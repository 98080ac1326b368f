//! Bye resolver: structural bye marking at build time and bye cascading.

use super::draw::Draw;
use super::errors::{BracketError, BracketResult};
use super::models::{
    BracketSlot, FINAL_ROUND, Group, LAST_GROUP_ROUND, SlotFilter, SlotUpdate, THIRD_PLACE_ROUND,
    TournamentId,
};
use super::plan::group_rounds;
use super::progression::{self, Advancement};
use crate::db::StoreTx;

/// Flag one slot as a bye in every group round after the first whose number
/// of entering competitors is odd.
///
/// Runs once, right after the slots are created and before the tournament is
/// marked bracketed. When a group semifinal ends up as a bye, the
/// third-place match is flagged too: only one semifinal loser will reach it.
///
/// # Returns
///
/// * `BracketResult<usize>` - Number of group slots flagged
pub(crate) async fn mark_structural_byes(
    tx: &mut dyn StoreTx,
    tournament_id: TournamentId,
    first_round: i32,
    group_sizes: [(Group, usize); 2],
    draw: &mut Draw,
) -> BracketResult<usize> {
    let mut count = 0;

    for (group, entrants) in group_sizes {
        for shape in group_rounds(entrants, first_round).iter().skip(1) {
            if !shape.has_bye {
                continue;
            }

            let open: Vec<BracketSlot> = tx
                .find_slots(tournament_id, &SlotFilter::round_group(shape.round, group))
                .await?
                .into_iter()
                .filter(|s| !s.is_bye && s.is_empty())
                .collect();

            let idx = draw.pick(open.len()).ok_or_else(|| {
                BracketError::BracketInvariantViolation(format!(
                    "no open slot to flag as bye in round {} group {}",
                    shape.round, group
                ))
            })?;
            tx.update_slot(open[idx].id, &SlotUpdate::mark_bye()).await?;
            count += 1;
        }
    }

    let semifinal_bye = tx
        .find_slots(tournament_id, &SlotFilter::round(LAST_GROUP_ROUND))
        .await?
        .iter()
        .any(|s| s.is_bye);
    if semifinal_bye {
        let third_place = tx
            .find_slots(
                tournament_id,
                &SlotFilter::round_group(THIRD_PLACE_ROUND, Group::F),
            )
            .await?;
        for slot in third_place {
            tx.update_slot(slot.id, &SlotUpdate::mark_bye()).await?;
        }
    }

    log::debug!(
        "Tournament {}: flagged {} structural bye(s)",
        tournament_id,
        count
    );

    Ok(count)
}

/// Award every occupied, unresolved bye to its lone occupant and advance it.
///
/// Repeats until a pass resolves nothing, so byes reached by an advancement
/// made in this call are resolved as well. Byes still waiting for their
/// occupant are left untouched.
///
/// # Returns
///
/// * `BracketResult<Vec<BracketSlot>>` - Resolved byes and the slots their
///   winners were seated in, in the order they were written
pub(crate) async fn resolve_byes(
    tx: &mut dyn StoreTx,
    tournament_id: TournamentId,
) -> BracketResult<Vec<BracketSlot>> {
    let mut affected = Vec::new();

    loop {
        let pending: Vec<BracketSlot> = tx
            .find_slots(tournament_id, &SlotFilter::byes())
            .await?
            .into_iter()
            .filter(|s| !s.bye_resolved && s.round != FINAL_ROUND)
            .collect();

        let mut resolved_any = false;
        for slot in pending {
            if slot.is_empty() {
                continue;
            }
            let Some(winner) = slot.occupant() else {
                return Err(BracketError::BracketInvariantViolation(format!(
                    "bye slot {} holds two competitors",
                    slot.id
                )));
            };
            if slot.score_a.is_some() || slot.score_b.is_some() {
                return Err(BracketError::BracketInvariantViolation(format!(
                    "bye slot {} has a recorded score",
                    slot.id
                )));
            }

            let resolved = tx
                .update_slot(slot.id, &SlotUpdate::resolve_bye(winner))
                .await?;
            log::debug!(
                "Tournament {}: bye slot {} awarded to competitor {}",
                tournament_id,
                resolved.id,
                winner
            );

            match progression::advance(tx, &resolved, winner, None).await? {
                Advancement::Seated(destination) => {
                    affected.push(resolved);
                    affected.push(destination);
                }
                Advancement::Finals { final_slot, .. } => {
                    affected.push(resolved);
                    affected.push(final_slot);
                }
                Advancement::Terminal => affected.push(resolved),
            }
            resolved_any = true;
        }

        if !resolved_any {
            return Ok(affected);
        }
    }
}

══════════

▶ [WORK INSTRUCTION] The lines you need are those holding the word "destination"; copy each of them from the material above.

▶ [FINISHED EXERCISE]
                Advancement::Seated(destination) => {
                    affected.push(destination);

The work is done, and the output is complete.